La aljama najerense era idéntica en su trazado al barrio judío de París y a los calls y juderías de Aragón y Navarra: callejuelas ceñidas, adarves, casas pequeñas con patios y rejas de madera, baños públicos… Los hebreos, estuvieran donde estuvieran y por encima de fronteras y culturas, formaban un pueblo ardorosamente unido por la Torá, y sus barrios (auténticas ciudades amuralladas dentro de las propias ciudades cristianas) les mantenían a salvo de las creencias, usanzas y conductas ajenas. Su temor al éxodo inesperado les llevaba a desarrollar tareas que no implicaran posesiones de penoso acarreo en caso de expulsión, y por eso la mayoría de ellos eran grandes estudiosos y apreciados artesanos, aunque los que se dedicaban a la usura y obtenían de ella pingües beneficios, o los que cobraban los diezmos para los reyes cristianos, despertaban en el pueblo un odio feroz.
En los callejones de la aljama preguntamos a cuantos nos cruzamos si habían oído hablar de una judía francesa llamada Sara que debía haber pasado por allí ese mismo día o quizá el día anterior, pero nadie supo decirnos nada en concreto. Cuando, por fin, un vecino nos indicó la conveniencia de preguntar a un tal Judah Ben Maimón, renombrado sedero cuyo establecimiento era lugar de reunión para los muccadim de la judería najerense, optamos por hacerle una visita, ya que si la francesa había pasado por allí, él lo sabría con certeza y podría informarnos.
Judah Ben Maimón era un venerable anciano de largas patillas blancas y rizadas. Su rostro arrugado desprendía gravedad y sus ojos negros brillaban intensamente con la claridad de la lumbre. Un penetrante olor a tinturas impregnaba la tienda, angosta aunque opulenta, de cuyo techo, cruzado de alcándaras, colgaban hermosísimas telas irisadas que, a la luz de las llamas, desprendían reflejos tornasolados. El mostrador a un costado y, enfrente, unas repisas colmadas de tambores de sedas persas y moriscas constituían todo el mobiliario.
– ¿En qué puedo servirles, nobles señores?
– Shalom, Judah Ben Maimón -dije adelantándome un paso hacia él-. Nos han dicho que sois el hombre indicado para darnos razón de una mujer judía que ha debido pasar por Nájera en las últimas horas. Se llama Sara y es de París.
Judah se quedó en suspenso unos instantes mientras nos observaba detenidamente con gran curiosidad.

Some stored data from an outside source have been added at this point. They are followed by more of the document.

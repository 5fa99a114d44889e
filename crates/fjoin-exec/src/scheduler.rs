//! Minimal task scheduler for partition work.
//!
//! Tasks go into a shared [`Injector`] and a fixed number of scoped worker
//! threads steal from it until it runs dry. A [`CompletionEvent`] counts
//! finished tasks and keeps the first failure.

use std::num::NonZeroUsize;
use std::sync::atomic::{AtomicUsize, Ordering};

use crossbeam_deque::{Injector, Steal};
use fjoin_error::{JoinError, Result};
use parking_lot::Mutex;

/// Completion tracking for one batch of tasks.
#[derive(Debug)]
pub struct CompletionEvent {
    total: usize,
    finished: AtomicUsize,
    first_error: Mutex<Option<JoinError>>,
}

impl CompletionEvent {
    #[must_use]
    pub fn new(total: usize) -> Self {
        Self {
            total,
            finished: AtomicUsize::new(0),
            first_error: Mutex::new(None),
        }
    }

    /// Record the outcome of one task.
    pub fn finish_task(&self, outcome: Result<()>) {
        if let Err(err) = outcome {
            let mut slot = self.first_error.lock();
            if slot.is_none() {
                *slot = Some(err);
            }
        }
        self.finished.fetch_add(1, Ordering::AcqRel);
    }

    #[must_use]
    pub fn finished(&self) -> usize {
        self.finished.load(Ordering::Acquire)
    }

    #[must_use]
    pub const fn total(&self) -> usize {
        self.total
    }

    #[must_use]
    pub fn is_complete(&self) -> bool {
        self.finished() >= self.total
    }

    /// `Ok` when every task finished without error, else the first error seen.
    pub fn into_result(self) -> Result<()> {
        if let Some(err) = self.first_error.into_inner() {
            return Err(err);
        }
        let finished = self.finished.into_inner();
        if finished != self.total {
            return Err(JoinError::internal(format!(
                "{finished} of {} tasks finished",
                self.total
            )));
        }
        Ok(())
    }
}

/// Runs batches of independent tasks on scoped worker threads.
#[derive(Debug, Clone, Copy, PartialEq, Eq)]
pub struct TaskScheduler {
    threads: usize,
}

impl Default for TaskScheduler {
    fn default() -> Self {
        Self::with_available_parallelism()
    }
}

impl TaskScheduler {
    #[must_use]
    pub fn new(threads: usize) -> Self {
        Self {
            threads: threads.max(1),
        }
    }

    #[must_use]
    pub fn with_available_parallelism() -> Self {
        Self::new(std::thread::available_parallelism().map_or(1, NonZeroUsize::get))
    }

    #[must_use]
    pub const fn threads(&self) -> usize {
        self.threads
    }

    /// Run every task to completion and report the first failure.
    ///
    /// Tasks keep running after one fails; the batch is only reported once
    /// all of them are done.
    pub fn run<F>(&self, tasks: Vec<F>) -> Result<()>
    where
        F: FnOnce() -> Result<()> + Send,
    {
        let event = CompletionEvent::new(tasks.len());
        if tasks.is_empty() {
            return event.into_result();
        }
        let workers = self.threads.min(tasks.len());
        let injector = Injector::new();
        for task in tasks {
            injector.push(task);
        }
        tracing::debug!(
            target: "fjoin.exec::scheduler",
            tasks = event.total(),
            workers,
            "running task batch"
        );
        std::thread::scope(|scope| {
            for _ in 0..workers {
                scope.spawn(|| {
                    loop {
                        match injector.steal() {
                            Steal::Success(task) => event.finish_task(task()),
                            Steal::Empty => break,
                            Steal::Retry => {}
                        }
                    }
                });
            }
        });
        event.into_result()
    }
}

– ¿Qué queréis de ella? -preguntó.
– La conocimos no hace mucho en su ciudad y, hace unos días, en Puente la Reina, nos informaron que se hallaba, como nosotros, camino de Burgos. Nos gustaría volver a verla y creemos que ella no pondrá reparos a que la encontremos.
Los dedos del judío comenzaron a tamborilear sobre el mostrador mientras abatía la cabeza como si tuviera que tomar una importante decisión. Al poco, la irguió de nuevo y nos miró.

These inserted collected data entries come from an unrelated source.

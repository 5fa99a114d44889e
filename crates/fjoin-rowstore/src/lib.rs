//! Row-wise storage for hash-join build sides.
//!
//! Build rows are serialized into fixed-width entries ([`RowLayout`]) stored in
//! append-only blocks ([`RowBlockStore`]). Variable-length data lives in a
//! [`StringHeap`]. Rows are addressed by [`RowPointer`] (block index plus row
//! index) rather than by memory address, and every dereference is bounds
//! checked. [`swizzle`] turns a collection into a relocatable form that can be
//! radix partitioned and moved between tables.

pub mod block;
pub mod heap;
pub mod layout;
pub mod pointer;
pub mod row;
pub mod swizzle;

pub use block::{BlockHandle, RowBlock, RowBlockStore};
pub use heap::StringHeap;
pub use layout::RowLayout;
pub use pointer::{HeapRef, RowPointer};
pub use swizzle::{SwizzledRows, partition_of};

– ¿Cuáles son vuestros nombres?
– Yo soy don Galcerán de Born, peregrino a Santiago, y éste es mi hijo García. El anciano es un compañero de viaje que ha tenido a bien agregarse a nosotros.
– Está bien. Esperad aquí -dijo desapareciendo tras unas cortinas a su espalda.
El muchacho y yo nos miramos, desconcertados. Yo arqueé las cejas para indicarle mi perplejidad y él, en idéntica respuesta, se encogió de hombros. Aún no había puesto fin al gesto cuando las cortinas se levantaron de nuevo y la cara aturdida de Sara apareció frente a nosotros.